Excerpts from a dataset:
■ ■ ■ ■

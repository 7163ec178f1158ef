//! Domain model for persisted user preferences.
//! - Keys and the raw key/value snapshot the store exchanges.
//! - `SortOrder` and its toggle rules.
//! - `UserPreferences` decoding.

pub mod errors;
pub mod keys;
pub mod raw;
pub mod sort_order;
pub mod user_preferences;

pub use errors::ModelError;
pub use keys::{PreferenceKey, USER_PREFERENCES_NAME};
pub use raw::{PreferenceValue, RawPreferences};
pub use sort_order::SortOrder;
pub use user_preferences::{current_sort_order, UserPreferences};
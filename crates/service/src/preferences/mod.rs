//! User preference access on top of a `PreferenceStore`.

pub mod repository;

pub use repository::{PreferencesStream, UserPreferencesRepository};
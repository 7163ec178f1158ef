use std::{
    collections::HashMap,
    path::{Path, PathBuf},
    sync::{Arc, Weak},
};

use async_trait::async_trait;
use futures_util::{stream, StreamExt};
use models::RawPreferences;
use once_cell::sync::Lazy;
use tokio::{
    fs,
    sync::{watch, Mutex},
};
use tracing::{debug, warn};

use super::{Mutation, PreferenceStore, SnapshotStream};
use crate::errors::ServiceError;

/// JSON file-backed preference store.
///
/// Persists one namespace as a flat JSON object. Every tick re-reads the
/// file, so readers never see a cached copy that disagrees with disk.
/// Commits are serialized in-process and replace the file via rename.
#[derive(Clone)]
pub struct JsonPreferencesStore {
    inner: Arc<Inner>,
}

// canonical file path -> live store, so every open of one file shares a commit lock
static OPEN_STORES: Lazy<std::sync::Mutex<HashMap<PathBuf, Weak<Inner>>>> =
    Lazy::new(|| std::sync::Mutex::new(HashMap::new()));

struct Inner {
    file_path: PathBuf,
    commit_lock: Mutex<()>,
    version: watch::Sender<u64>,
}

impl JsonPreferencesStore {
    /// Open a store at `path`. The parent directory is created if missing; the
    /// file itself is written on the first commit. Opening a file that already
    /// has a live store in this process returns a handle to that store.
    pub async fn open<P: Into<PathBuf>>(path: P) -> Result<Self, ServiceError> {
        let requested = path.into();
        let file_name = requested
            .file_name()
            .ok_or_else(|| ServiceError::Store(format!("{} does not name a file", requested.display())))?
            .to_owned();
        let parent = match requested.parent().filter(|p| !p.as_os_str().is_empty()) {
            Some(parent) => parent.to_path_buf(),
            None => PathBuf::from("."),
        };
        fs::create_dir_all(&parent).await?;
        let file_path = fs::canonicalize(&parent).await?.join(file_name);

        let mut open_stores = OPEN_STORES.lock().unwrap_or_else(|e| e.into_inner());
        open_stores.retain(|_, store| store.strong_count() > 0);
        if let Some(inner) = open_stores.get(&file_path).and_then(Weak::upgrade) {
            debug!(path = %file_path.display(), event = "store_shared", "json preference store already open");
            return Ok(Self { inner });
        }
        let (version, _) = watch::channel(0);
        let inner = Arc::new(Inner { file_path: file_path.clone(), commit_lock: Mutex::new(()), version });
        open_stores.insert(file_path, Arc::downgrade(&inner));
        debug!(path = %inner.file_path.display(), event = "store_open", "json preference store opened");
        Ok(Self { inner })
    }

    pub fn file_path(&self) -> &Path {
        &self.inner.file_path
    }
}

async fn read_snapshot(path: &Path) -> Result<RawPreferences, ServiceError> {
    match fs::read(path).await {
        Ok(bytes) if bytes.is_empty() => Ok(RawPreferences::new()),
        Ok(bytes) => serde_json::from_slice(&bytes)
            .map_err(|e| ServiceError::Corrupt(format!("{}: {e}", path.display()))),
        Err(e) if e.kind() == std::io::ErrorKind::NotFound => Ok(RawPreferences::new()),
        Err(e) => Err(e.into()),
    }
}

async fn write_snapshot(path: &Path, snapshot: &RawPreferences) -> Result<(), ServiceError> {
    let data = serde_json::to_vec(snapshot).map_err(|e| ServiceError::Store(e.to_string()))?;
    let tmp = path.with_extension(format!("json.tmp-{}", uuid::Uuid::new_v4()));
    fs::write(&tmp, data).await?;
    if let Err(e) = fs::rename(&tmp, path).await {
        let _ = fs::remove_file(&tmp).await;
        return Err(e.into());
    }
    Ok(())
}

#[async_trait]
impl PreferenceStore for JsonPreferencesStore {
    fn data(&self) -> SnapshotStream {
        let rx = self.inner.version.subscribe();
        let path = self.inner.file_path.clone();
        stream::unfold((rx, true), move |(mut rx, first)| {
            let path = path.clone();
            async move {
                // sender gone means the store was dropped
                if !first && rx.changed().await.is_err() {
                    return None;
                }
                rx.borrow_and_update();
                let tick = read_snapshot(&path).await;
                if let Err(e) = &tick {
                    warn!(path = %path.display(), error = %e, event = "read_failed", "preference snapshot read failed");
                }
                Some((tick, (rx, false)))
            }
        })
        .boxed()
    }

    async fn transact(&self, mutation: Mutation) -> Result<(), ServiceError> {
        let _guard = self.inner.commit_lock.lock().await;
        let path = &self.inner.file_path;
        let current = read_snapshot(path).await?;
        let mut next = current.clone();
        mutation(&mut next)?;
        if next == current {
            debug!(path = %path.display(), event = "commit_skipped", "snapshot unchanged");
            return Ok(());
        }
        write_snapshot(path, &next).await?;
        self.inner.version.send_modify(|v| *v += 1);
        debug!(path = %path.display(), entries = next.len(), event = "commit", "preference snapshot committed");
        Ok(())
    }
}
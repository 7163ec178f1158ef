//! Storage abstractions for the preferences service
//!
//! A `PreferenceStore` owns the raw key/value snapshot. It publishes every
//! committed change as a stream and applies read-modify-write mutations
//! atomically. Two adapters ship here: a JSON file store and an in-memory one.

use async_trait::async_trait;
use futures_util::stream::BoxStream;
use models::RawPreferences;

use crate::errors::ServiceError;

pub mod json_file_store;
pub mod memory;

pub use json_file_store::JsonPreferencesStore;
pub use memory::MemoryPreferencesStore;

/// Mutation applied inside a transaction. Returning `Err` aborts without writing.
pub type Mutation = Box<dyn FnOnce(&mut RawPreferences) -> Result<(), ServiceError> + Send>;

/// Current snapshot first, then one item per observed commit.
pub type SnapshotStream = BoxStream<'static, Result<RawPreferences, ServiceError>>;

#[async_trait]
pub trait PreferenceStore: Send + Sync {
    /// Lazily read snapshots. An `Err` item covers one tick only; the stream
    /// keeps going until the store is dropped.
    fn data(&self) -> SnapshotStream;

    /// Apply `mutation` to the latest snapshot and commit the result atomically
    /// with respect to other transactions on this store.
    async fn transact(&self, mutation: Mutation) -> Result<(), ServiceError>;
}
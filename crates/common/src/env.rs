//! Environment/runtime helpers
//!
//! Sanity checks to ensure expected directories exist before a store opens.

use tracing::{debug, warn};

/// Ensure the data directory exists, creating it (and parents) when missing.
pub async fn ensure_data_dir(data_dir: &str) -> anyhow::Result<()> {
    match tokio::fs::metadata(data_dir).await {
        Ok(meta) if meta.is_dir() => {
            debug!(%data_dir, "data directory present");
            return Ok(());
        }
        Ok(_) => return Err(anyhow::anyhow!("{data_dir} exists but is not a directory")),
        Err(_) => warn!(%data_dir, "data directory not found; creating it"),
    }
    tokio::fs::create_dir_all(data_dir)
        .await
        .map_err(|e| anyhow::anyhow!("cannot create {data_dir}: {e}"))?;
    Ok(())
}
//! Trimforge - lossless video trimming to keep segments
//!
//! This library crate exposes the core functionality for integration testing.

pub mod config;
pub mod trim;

■ ■ ■ ■

Task description: For each line in the entries that holds "filename", return that line.

Exercise answer:
filename crates/service/src/preferences/mod.rs
filename crates/common/src/env.rs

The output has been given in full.